The British Consulate in Tenerife recently held a workshop in the Escuela de Seguridad y Convivencia in the Las Torres area of Adeje. The idea was to help inform and coordinate the various agencies involved in helping British nationals when they run into problems in Tenerife.
These problems can be varied: some will be in hospital, others in prison; some will develop dementia, others will be physically injured; some need help to “get home”, others need help immediately after arrival if they’ve been involved in a crime or accident; some will need home assistance as they recover from illness, others need temporary financial help to get them on their feet.
In all these situations, and many more, a whole range of resources comes into play, from the Foreign Office’s Consular network to local Ayuntamientos to registered asociaciones – what we would know as “charities” (have a look HERE). The workshop allowed each in turn to describe and explain their roles and functions, whether it is getting people on the padrón (the councils) or organizing help or support (the asociations) or the Consulate itself when official and formal international accords are in play.
The day was organized by Consular Officer Mary Suarez and it was an event of which she can be enormously proud because everyone present seemed to have not only enjoyed it greatly, but benefited from it immensely. It is one thing knowing intellectually that there are systems and resources, and having an understanding of what they are, what they do, and how they work together, but it is another thing entirely to have one’s wider senses involved and hear people’s passion and experience shine through their accounts in a way that is simply not achievable when reading the written word.
Another thing impossible with the written word is group work, and apart from the individual presentations, there were case study sessions to examine how the different areas functioned together, and how each offered something individual and significant, and that no one duplicated another’s provision.

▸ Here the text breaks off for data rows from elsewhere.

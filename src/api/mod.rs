//! HTTP access to the attendance API
//!
//! The runner talks to the API only through [`ApiTransport`], which keeps
//! the case logic independent of the real network client.

mod client;
pub mod types;

pub use client::{ApiClient, ApiResponse, ApiTransport};
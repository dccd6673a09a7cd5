//! CLI command definitions
//!
//! Defines the clap commands for the smoke-test CLI.

use clap::{Args, Subcommand};
use std::path::PathBuf;

#[derive(Subcommand, Debug)]
pub enum Commands {
    /// Run the smoke-test cases against the API (default)
    Run(RunArgs),

    /// List the cases in execution order
    #[command(alias = "ls")]
    List,
}

/// Options for a suite run; each one overrides the config file
#[derive(Args, Debug, Default, Clone)]
pub struct RunArgs {
    /// Base URL of the API, e.g. http://localhost:3000/api
    #[arg(long)]
    pub base_url: Option<String>,

    /// Per-request timeout in seconds (0 disables the timeout)
    #[arg(long)]
    pub timeout: Option<u64>,

    /// Write a JSON report of every case to this path
    #[arg(long)]
    pub report: Option<PathBuf>,

    /// Only run cases whose name contains this text (case-insensitive)
    #[arg(long)]
    pub only: Option<String>,

    /// Read configuration from this file instead of the default location
    #[arg(long)]
    pub config: Option<PathBuf>,
}
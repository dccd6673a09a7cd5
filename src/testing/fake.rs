//! Scripted in-memory transport for unit tests

use std::collections::{HashMap, VecDeque};
use std::io;
use std::sync::Mutex;

use async_trait::async_trait;
use serde_json::Value;

use crate::api::{ApiResponse, ApiTransport};
use crate::common::{Error, Result};

enum Reply {
    Response(u16, String),
    /// Request body with `patch` applied; a `null` in the patch drops the key
    Echo(u16, Value),
    Refused,
}

/// Replies are queued per `METHOD path`; an unscripted request is refused
#[derive(Default)]
pub struct ScriptedTransport {
    replies: Mutex<HashMap<String, VecDeque<Reply>>>,
    requests: Mutex<Vec<(String, Option<Value>)>>,
}

impl ScriptedTransport {
    pub fn new() -> Self {
        Self::default()
    }

    pub fn reply(self, method: &str, path: &str, status: u16, body: Value) -> Self {
        self.reply_raw(method, path, status, body.to_string())
    }

    pub fn reply_raw(self, method: &str, path: &str, status: u16, body: impl Into<String>) -> Self {
        self.push(method, path, Reply::Response(status, body.into()));
        self
    }

    pub fn echo(self, method: &str, path: &str, status: u16, patch: Value) -> Self {
        self.push(method, path, Reply::Echo(status, patch));
        self
    }

    pub fn refuse(self, method: &str, path: &str) -> Self {
        self.push(method, path, Reply::Refused);
        self
    }

    /// Requests seen so far as (`METHOD path`, body)
    pub fn requests(&self) -> Vec<(String, Option<Value>)> {
        self.requests.lock().unwrap().clone()
    }

    fn push(&self, method: &str, path: &str, reply: Reply) {
        self.replies
            .lock()
            .unwrap()
            .entry(format!("{} {}", method, path))
            .or_default()
            .push_back(reply);
    }

    fn answer(&self, method: &str, path: &str, body: Option<&Value>) -> Result<ApiResponse> {
        let key = format!("{} {}", method, path);
        self.requests.lock().unwrap().push((key.clone(), body.cloned()));

        let reply = self
            .replies
            .lock()
            .unwrap()
            .get_mut(&key)
            .and_then(|queue| queue.pop_front());

        match reply {
            Some(Reply::Response(status, body)) => Ok(ApiResponse::new(path, status, body)),
            Some(Reply::Echo(status, patch)) => {
                let mut echoed = body.cloned().unwrap_or(Value::Null);
                if let (Some(fields), Some(patch)) = (echoed.as_object_mut(), patch.as_object()) {
                    for (key, value) in patch {
                        if value.is_null() {
                            fields.remove(key);
                        } else {
                            fields.insert(key.clone(), value.clone());
                        }
                    }
                }
                Ok(ApiResponse::new(path, status, echoed.to_string()))
            }
            Some(Reply::Refused) | None => Err(Error::Io(io::Error::new(
                io::ErrorKind::ConnectionRefused,
                "connection refused",
            ))),
        }
    }
}

#[async_trait]
impl ApiTransport for ScriptedTransport {
    fn base_url(&self) -> &str {
        "http://scripted.test/api"
    }

    async fn get(&self, path: &str) -> Result<ApiResponse> {
        self.answer("GET", path, None)
    }

    async fn post(&self, path: &str, body: &Value) -> Result<ApiResponse> {
        self.answer("POST", path, Some(body))
    }
}
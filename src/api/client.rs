//! Persistent HTTP client for the attendance API
//!
//! One reqwest client (connection pool + cookie jar) is shared by every
//! case in a run, so session state set by one call is visible to the next.

use std::time::{Duration, Instant};

use async_trait::async_trait;
use serde_json::Value;

use crate::common::{join_url, Error, Result};

/// A completed HTTP exchange: status code plus the raw body text
///
/// The body is decoded lazily, since cases only inspect it for the status
/// codes they expect.
#[derive(Debug, Clone)]
pub struct ApiResponse {
    /// Endpoint path the request was sent to, for error messages
    pub endpoint: String,
    pub status: u16,
    pub body: String,
}

impl ApiResponse {
    pub fn new(endpoint: &str, status: u16, body: impl Into<String>) -> Self {
        Self {
            endpoint: endpoint.to_string(),
            status,
            body: body.into(),
        }
    }

    /// Decode the body as untyped JSON
    pub fn json(&self) -> Result<Value> {
        serde_json::from_str(&self.body).map_err(|e| Error::invalid_body(&self.endpoint, e))
    }
}

/// Transport the cases send their requests through
#[async_trait]
pub trait ApiTransport: Send + Sync {
    /// Base URL that endpoint paths are joined onto, without a trailing slash
    fn base_url(&self) -> &str;

    async fn get(&self, path: &str) -> Result<ApiResponse>;

    async fn post(&self, path: &str, body: &Value) -> Result<ApiResponse>;
}

/// reqwest-backed transport
pub struct ApiClient {
    http: reqwest::Client,
    base_url: String,
}

impl ApiClient {
    /// Build a client for `base_url`
    ///
    /// `timeout` bounds each request end to end; `None` waits indefinitely.
    pub fn new(base_url: &str, timeout: Option<Duration>) -> Result<Self> {
        let url = reqwest::Url::parse(base_url).map_err(|e| Error::invalid_url(base_url, e))?;
        if !matches!(url.scheme(), "http" | "https") {
            return Err(Error::invalid_url(
                base_url,
                format!("unsupported scheme '{}'", url.scheme()),
            ));
        }

        let mut builder = reqwest::Client::builder().cookie_store(true);
        if let Some(timeout) = timeout {
            builder = builder.timeout(timeout);
        }

        Ok(Self {
            http: builder.build()?,
            base_url: base_url.trim_end_matches('/').to_string(),
        })
    }

    async fn send(&self, path: &str, request: reqwest::RequestBuilder) -> Result<ApiResponse> {
        let started = Instant::now();
        let response = request.send().await?;
        let status = response.status().as_u16();
        let body = response.text().await?;

        tracing::debug!(
            path,
            status,
            elapsed_ms = started.elapsed().as_millis() as u64,
            bytes = body.len(),
            "response received"
        );

        Ok(ApiResponse::new(path, status, body))
    }
}

#[async_trait]
impl ApiTransport for ApiClient {
    fn base_url(&self) -> &str {
        &self.base_url
    }

    async fn get(&self, path: &str) -> Result<ApiResponse> {
        let url = join_url(&self.base_url, path);
        tracing::debug!(%url, "GET");
        self.send(path, self.http.get(&url)).await
    }

    async fn post(&self, path: &str, body: &Value) -> Result<ApiResponse> {
        let url = join_url(&self.base_url, path);
        tracing::debug!(%url, "POST");
        self.send(path, self.http.post(&url).json(body)).await
    }
}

It is hugely reassuring to know not just that these resources exist, but how they fit together and perform well. As Mary said, the key is that everyone has a function and operates as a TEAM because Together Everyone Achieves More. I have added the details of the associations to the Charities section of the Resources page HERE, and detail them also below.
At the bottom and above are a few photos from Mary of the day as well. All those who attended are responsible for having our backs, as the saying goes. We all might need them just as surely as we all hope we never will – but we can be very glad they are there for us if we do.
Acufade – Association for improving quality of life for the elderly, vulnerable, and their carers and families.
British Benevolent Fund (BBF) – one of the oldest English speaking charities in Spain which provides financial support and other assistance to British nationals who find themselves in Spain and in severe distress.
El Arca de Noé – association for those who have been “left behind” because of homelesses or other situations which have left them in despair.
Afate – Association for families and carers of Alzheimer’s and other dementia sufferers.
Asociación Comedor Social La Buena Estrella – social dining room in El Fraile to feed people daily who are in extreme social/financial distress
Royal British Legion Tenerife – help for British servicemen in distress in Tenerife
Age Concern España – information, advice and support for common issues that affect the over 50s in Spain.
Prisoners Abroad – assisting British prisoners and their families and friends.